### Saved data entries

---

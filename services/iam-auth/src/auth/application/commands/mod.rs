//! Request bodies
//!
//! Login bodies arrive as raw JSON; the envelope is parsed first to pick the
//! strategy, which then parses its own grant-specific body from the same text.

mod login_body;
mod register_body;

pub use login_body::*;
pub use register_body::*;

use serde::de::DeserializeOwned;

use crate::error::AuthError;

/// Parse a JSON body, reporting malformed input as [`AuthError::InvalidRequest`].
pub fn parse_body<T: DeserializeOwned>(raw: &str) -> Result<T, AuthError> {
    serde_json::from_str(raw).map_err(|e| AuthError::InvalidRequest(format!("Malformed request body: {}", e)))
}

fn require(value: &str, field: &str) -> Result<(), AuthError> {
    if value.trim().is_empty() {
        return Err(AuthError::InvalidRequest(format!("{} must not be empty", field)));
    }
    Ok(())
}

fn require_length(value: &str, field: &str, min: usize, max: usize) -> Result<(), AuthError> {
    require(value, field)?;
    let len = value.chars().count();
    if len < min || len > max {
        return Err(AuthError::InvalidRequest(format!(
            "{} must be between {} and {} characters",
            field, min, max
        )));
    }
    Ok(())
}
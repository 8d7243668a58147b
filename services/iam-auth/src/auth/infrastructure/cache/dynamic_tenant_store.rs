//! Super-admin tenant override
//!
//! A platform administrator may act as another tenant for the rest of the
//! session. The override is global, keyed by user id, and cleared at logout.

use std::sync::Arc;

use tracing::info;
use warden_common::{TenantId, UserId};
use warden_errors::AppResult;
use warden_ports::CachePort;

use crate::auth::domain::cache_keys;

pub struct DynamicTenantStore {
    cache: Arc<dyn CachePort>,
}

impl DynamicTenantStore {
    pub fn new(cache: Arc<dyn CachePort>) -> Self {
        Self { cache }
    }

    pub async fn set(&self, user_id: UserId, tenant: &TenantId) -> AppResult<()> {
        self.cache
            .set(&cache_keys::dynamic_tenant(user_id), tenant.as_str(), None)
            .await?;
        info!(user_id = %user_id, tenant_id = %tenant, "Dynamic tenant set");
        Ok(())
    }

    pub async fn get(&self, user_id: UserId) -> AppResult<Option<TenantId>> {
        Ok(self
            .cache
            .get(&cache_keys::dynamic_tenant(user_id))
            .await?
            .map(TenantId::new))
    }

    pub async fn clear(&self, user_id: UserId) -> AppResult<()> {
        self.cache.delete(&cache_keys::dynamic_tenant(user_id)).await
    }
}

#[cfg(test)]
mod tests {
    use super::*;
    use warden_adapter_memory::MemoryCache;

    #[tokio::test]
    async fn test_set_get_clear() {
        let store = DynamicTenantStore::new(Arc::new(MemoryCache::new()));
        assert_eq!(store.get(UserId(1)).await.unwrap(), None);

        store.set(UserId(1), &TenantId::from("t9")).await.unwrap();
        assert_eq!(store.get(UserId(1)).await.unwrap(), Some(TenantId::from("t9")));

        store.clear(UserId(1)).await.unwrap();
        assert_eq!(store.get(UserId(1)).await.unwrap(), None);
    }
}
//! Cache-backed session state, token storage and the audit pipeline

pub mod cache;
pub mod events;
pub mod token;
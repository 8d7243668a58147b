use serde::{Deserialize, Serialize};

use super::RecordStatus;
use crate::shared::domain::value_objects::TokenTimeout;

/// Registered login client (web console, mobile app, ...)
#[derive(Debug, Clone, Serialize, Deserialize)]
pub struct ClientRecord {
    pub client_id: String,
    pub client_key: String,
    pub grant_types: Vec<String>,
    pub device_type: String,
    pub status: RecordStatus,
    /// Token lifetime for logins through this client; the configured default
    /// applies when unset.
    pub timeout: Option<TokenTimeout>,
}

impl ClientRecord {
    pub fn new(
        client_id: impl Into<String>,
        client_key: impl Into<String>,
        grant_types: &[&str],
    ) -> Self {
        Self {
            client_id: client_id.into(),
            client_key: client_key.into(),
            grant_types: grant_types.iter().map(|g| g.to_string()).collect(),
            device_type: "pc".to_string(),
            status: RecordStatus::Normal,
            timeout: None,
        }
    }

    pub fn with_device_type(mut self, device_type: impl Into<String>) -> Self {
        self.device_type = device_type.into();
        self
    }

    pub fn with_status(mut self, status: RecordStatus) -> Self {
        self.status = status;
        self
    }

    pub fn with_timeout(mut self, timeout: TokenTimeout) -> Self {
        self.timeout = Some(timeout);
        self
    }

    pub fn supports_grant_type(&self, grant_type: &str) -> bool {
        self.grant_types.iter().any(|g| g == grant_type)
    }
}
//! Key-value cache port

use std::time::Duration;

use async_trait::async_trait;
use serde::{Serialize, de::DeserializeOwned};
use warden_errors::AppResult;

/// Remaining lifetime of a key.
#[derive(Debug, Clone, Copy, PartialEq, Eq)]
pub enum KeyTtl {
    Missing,
    /// Stored without expiry.
    Persistent,
    Expires(Duration),
}

/// Cache port
///
/// Implementations must apply their own command timeout and report it as
/// `AppError::ExternalService`.
#[async_trait]
pub trait CachePort: Send + Sync {
    async fn get(&self, key: &str) -> AppResult<Option<String>>;

    /// `ttl = None` stores the value without expiry.
    async fn set(&self, key: &str, value: &str, ttl: Option<Duration>) -> AppResult<()>;

    /// Deleting an absent key is not an error.
    async fn delete(&self, key: &str) -> AppResult<()>;

    async fn exists(&self, key: &str) -> AppResult<bool>;

    async fn expire(&self, key: &str, ttl: Duration) -> AppResult<()>;

    async fn ttl(&self, key: &str) -> AppResult<KeyTtl>;
}

/// JSON helpers on top of [`CachePort`].
#[async_trait]
pub trait CacheExt: CachePort {
    async fn get_json<T>(&self, key: &str) -> AppResult<Option<T>>
    where
        T: DeserializeOwned + Send,
    {
        match self.get(key).await? {
            Some(raw) => Ok(Some(serde_json::from_str(&raw)?)),
            None => Ok(None),
        }
    }

    async fn set_json<T>(&self, key: &str, value: &T, ttl: Option<Duration>) -> AppResult<()>
    where
        T: Serialize + Sync,
    {
        let raw = serde_json::to_string(value)?;
        self.set(key, &raw, ttl).await
    }
}

impl<C: CachePort + ?Sized> CacheExt for C {}
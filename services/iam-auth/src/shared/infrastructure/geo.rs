//! IP geolocation
//!
//! Lookups are best-effort: private addresses never leave the process, and any
//! error or timeout degrades to an empty label.

use std::net::IpAddr;
use std::time::Duration;

use async_trait::async_trait;
use serde::Deserialize;
use tracing::{debug, warn};
use warden_errors::{AppError, AppResult};

pub const INTRANET_LOCATION: &str = "Intranet IP";

#[async_trait]
pub trait GeoIpResolver: Send + Sync {
    /// Human readable location such as `"Guangdong Shenzhen"`.
    async fn resolve(&self, ip: &str) -> AppResult<String>;
}

/// Loopback, private, link-local and unique-local addresses.
pub fn is_internal_ip(ip: &str) -> bool {
    match ip.trim().parse::<IpAddr>() {
        Ok(IpAddr::V4(v4)) => {
            v4.is_loopback() || v4.is_private() || v4.is_link_local() || v4.is_unspecified()
        }
        Ok(IpAddr::V6(v6)) => {
            v6.is_loopback()
                || v6.is_unspecified()
                || (v6.segments()[0] & 0xfe00) == 0xfc00
                || (v6.segments()[0] & 0xffc0) == 0xfe80
        }
        Err(_) => false,
    }
}

/// Resolve with a deadline; never fails.
pub async fn resolve_location(resolver: &dyn GeoIpResolver, ip: &str, timeout: Duration) -> String {
    if ip.is_empty() {
        return String::new();
    }
    if is_internal_ip(ip) {
        return INTRANET_LOCATION.to_string();
    }

    match tokio::time::timeout(timeout, resolver.resolve(ip)).await {
        Ok(Ok(location)) => location,
        Ok(Err(e)) => {
            warn!(ip, error = %e, "Geo-IP lookup failed");
            String::new()
        }
        Err(_) => {
            warn!(ip, timeout_ms = timeout.as_millis() as u64, "Geo-IP lookup timed out");
            String::new()
        }
    }
}

/// Used when geolocation is disabled.
#[derive(Debug, Default, Clone)]
pub struct NoopGeoIpResolver;

#[async_trait]
impl GeoIpResolver for NoopGeoIpResolver {
    async fn resolve(&self, _ip: &str) -> AppResult<String> {
        Ok(String::new())
    }
}

#[derive(Debug, Deserialize)]
#[serde(rename_all = "camelCase")]
struct IpApiResponse {
    status: String,
    #[serde(default)]
    region_name: String,
    #[serde(default)]
    city: String,
}

/// HTTP lookup against an ip-api compatible endpoint (`{endpoint}/{ip}`).
#[derive(Debug, Clone)]
pub struct HttpGeoIpResolver {
    client: reqwest::Client,
    endpoint: String,
}

impl HttpGeoIpResolver {
    pub fn new(endpoint: impl Into<String>, timeout: Duration) -> AppResult<Self> {
        let client = reqwest::Client::builder()
            .timeout(timeout)
            .build()
            .map_err(|e| AppError::internal(format!("Failed to build HTTP client: {}", e)))?;
        Ok(Self {
            client,
            endpoint: endpoint.into().trim_end_matches('/').to_string(),
        })
    }
}

#[async_trait]
impl GeoIpResolver for HttpGeoIpResolver {
    async fn resolve(&self, ip: &str) -> AppResult<String> {
        let url = format!("{}/{}", self.endpoint, ip);
        let response: IpApiResponse = self
            .client
            .get(&url)
            .send()
            .await
            .and_then(|r| r.error_for_status())
            .map_err(|e| AppError::external_service(format!("Geo-IP request failed: {}", e)))?
            .json()
            .await
            .map_err(|e| AppError::external_service(format!("Geo-IP response invalid: {}", e)))?;

        if response.status != "success" {
            debug!(ip, status = %response.status, "Geo-IP lookup returned no data");
            return Ok(String::new());
        }
        Ok(format!("{} {}", response.region_name, response.city)
            .trim()
            .to_string())
    }
}

#[cfg(test)]
mod tests {
    use super::*;

    struct SlowResolver;

    #[async_trait]
    impl GeoIpResolver for SlowResolver {
        async fn resolve(&self, _ip: &str) -> AppResult<String> {
            tokio::time::sleep(Duration::from_secs(30)).await;
            Ok("Far Away".into())
        }
    }

    struct FailingResolver;

    #[async_trait]
    impl GeoIpResolver for FailingResolver {
        async fn resolve(&self, _ip: &str) -> AppResult<String> {
            Err(AppError::external_service("lookup down"))
        }
    }

    #[test]
    fn test_internal_ip_detection() {
        assert!(is_internal_ip("127.0.0.1"));
        assert!(is_internal_ip("10.1.2.3"));
        assert!(is_internal_ip("192.168.0.8"));
        assert!(is_internal_ip("::1"));
        assert!(is_internal_ip("fd00::1"));
        assert!(!is_internal_ip("8.8.8.8"));
        assert!(!is_internal_ip("not-an-ip"));
    }

    #[tokio::test]
    async fn test_intranet_skips_lookup() {
        let location = resolve_location(&FailingResolver, "192.168.1.10", Duration::from_secs(1)).await;
        assert_eq!(location, INTRANET_LOCATION);
    }

    #[tokio::test]
    async fn test_failure_yields_empty_label() {
        let location = resolve_location(&FailingResolver, "8.8.8.8", Duration::from_secs(1)).await;
        assert_eq!(location, "");
    }

    #[tokio::test(start_paused = true)]
    async fn test_timeout_yields_empty_label() {
        let location = resolve_location(&SlowResolver, "8.8.8.8", Duration::from_millis(200)).await;
        assert_eq!(location, "");
    }
}
use serde::Deserialize;

use super::{require, require_length};
use crate::error::AuthError;
use crate::shared::domain::entities::DEFAULT_USER_TYPE;

const USER_TYPES: &[&str] = &[DEFAULT_USER_TYPE, "app_user"];

/// Self-service registration
#[derive(Debug, Clone, Deserialize)]
#[serde(rename_all = "camelCase")]
pub struct RegisterBody {
    pub tenant_id: Option<String>,
    #[serde(default)]
    pub username: String,
    #[serde(default)]
    pub password: String,
    pub user_type: Option<String>,
    pub code: Option<String>,
    pub uuid: Option<String>,
}

impl RegisterBody {
    pub fn validate(&self) -> Result<(), AuthError> {
        require_length(&self.username, "username", 2, 30)?;
        require_length(&self.password, "password", 5, 30)?;
        if let Some(user_type) = &self.user_type {
            require(user_type, "userType")?;
            if !USER_TYPES.contains(&user_type.as_str()) {
                return Err(AuthError::InvalidRequest(format!(
                    "Unknown user type {}",
                    user_type
                )));
            }
        }
        Ok(())
    }

    pub fn user_type(&self) -> &str {
        self.user_type.as_deref().unwrap_or(DEFAULT_USER_TYPE)
    }
}
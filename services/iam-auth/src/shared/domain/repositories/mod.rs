//! Directory ports
//!
//! Read access to records owned by other components. Implementations report
//! outages as `AppError::ExternalService`.

mod client_directory;
mod permission_directory;
mod tenant_directory;
mod user_directory;

pub use client_directory::*;
pub use permission_directory::*;
pub use tenant_directory::*;
pub use user_directory::*;
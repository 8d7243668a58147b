//! Login audit events
//!
//! Producers hand a [`LoginInfoEvent`] to an [`AuditPublisher`]; a worker turns it
//! into an immutable [`AuditRecord`] and appends it to an [`AuditSink`].

use async_trait::async_trait;
use chrono::{DateTime, Utc};
use serde::{Deserialize, Serialize};
use warden_common::TenantId;
use warden_errors::AppResult;

use crate::shared::domain::value_objects::RequestMeta;

#[derive(Debug, Clone, Copy, PartialEq, Eq, Hash, Serialize, Deserialize)]
#[serde(rename_all = "snake_case")]
pub enum AuditKind {
    LoginSuccess,
    LoginFail,
    Logout,
    Register,
}

impl AuditKind {
    pub fn status(&self) -> AuditStatus {
        match self {
            Self::LoginFail => AuditStatus::Fail,
            Self::LoginSuccess | Self::Logout | Self::Register => AuditStatus::Success,
        }
    }

    pub fn as_str(&self) -> &'static str {
        match self {
            Self::LoginSuccess => "login_success",
            Self::LoginFail => "login_fail",
            Self::Logout => "logout",
            Self::Register => "register",
        }
    }
}

#[derive(Debug, Clone, Copy, PartialEq, Eq, Serialize, Deserialize)]
#[serde(rename_all = "snake_case")]
pub enum AuditStatus {
    Success,
    Fail,
}

impl AuditStatus {
    pub fn as_str(&self) -> &'static str {
        match self {
            Self::Success => "Success",
            Self::Fail => "Error",
        }
    }
}

/// What happened, as seen on the request path
#[derive(Debug, Clone, Serialize, Deserialize)]
pub struct LoginInfoEvent {
    pub tenant_id: TenantId,
    pub username: String,
    pub kind: AuditKind,
    pub message: String,
    pub request: RequestMeta,
    pub occurred_at: DateTime<Utc>,
}

impl LoginInfoEvent {
    pub fn new(
        tenant_id: TenantId,
        username: impl Into<String>,
        kind: AuditKind,
        message: impl Into<String>,
        request: RequestMeta,
    ) -> Self {
        Self {
            tenant_id,
            username: username.into(),
            kind,
            message: message.into(),
            request,
            occurred_at: Utc::now(),
        }
    }
}

/// Persisted audit fact; never mutated once built.
#[derive(Debug, Clone, PartialEq, Eq, Serialize, Deserialize)]
pub struct AuditRecord {
    pub tenant_id: TenantId,
    pub username: String,
    pub kind: AuditKind,
    pub status: AuditStatus,
    pub message: String,
    pub ipaddr: String,
    pub login_location: String,
    pub browser: String,
    pub os: String,
    pub client_key: String,
    pub device_type: String,
    pub login_time: DateTime<Utc>,
}

impl AuditRecord {
    /// `[ip][location][username][status][message]`
    pub fn log_line(&self) -> String {
        format!(
            "[{}][{}][{}][{}][{}]",
            self.ipaddr,
            self.login_location,
            self.username,
            self.status.as_str(),
            self.message
        )
    }
}

/// Fire-and-forget publication; must never block or fail the caller.
pub trait AuditPublisher: Send + Sync {
    fn publish(&self, event: LoginInfoEvent);
}

/// Append-only audit store
#[async_trait]
pub trait AuditSink: Send + Sync {
    async fn append(&self, record: AuditRecord) -> AppResult<()>;
}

---

### How to complete this task
Looking at the data above, return every line from the one with "self.status = status;" down to the one with "async fn delete(&self, key: &str)", exactly and inclusively.

### Output below
        self.status = status;
        self
    }

    pub fn with_timeout(mut self, timeout: TokenTimeout) -> Self {
        self.timeout = Some(timeout);
        self
    }

    pub fn supports_grant_type(&self, grant_type: &str) -> bool {
        self.grant_types.iter().any(|g| g == grant_type)
    }
}
//! Key-value cache port

use std::time::Duration;

use async_trait::async_trait;
use serde::{Serialize, de::DeserializeOwned};
use warden_errors::AppResult;

/// Remaining lifetime of a key.
#[derive(Debug, Clone, Copy, PartialEq, Eq)]
pub enum KeyTtl {
    Missing,
    /// Stored without expiry.
    Persistent,
    Expires(Duration),
}

/// Cache port
///
/// Implementations must apply their own command timeout and report it as
/// `AppError::ExternalService`.
#[async_trait]
pub trait CachePort: Send + Sync {
    async fn get(&self, key: &str) -> AppResult<Option<String>>;

    /// `ttl = None` stores the value without expiry.
    async fn set(&self, key: &str, value: &str, ttl: Option<Duration>) -> AppResult<()>;

    /// Deleting an absent key is not an error.
    async fn delete(&self, key: &str) -> AppResult<()>;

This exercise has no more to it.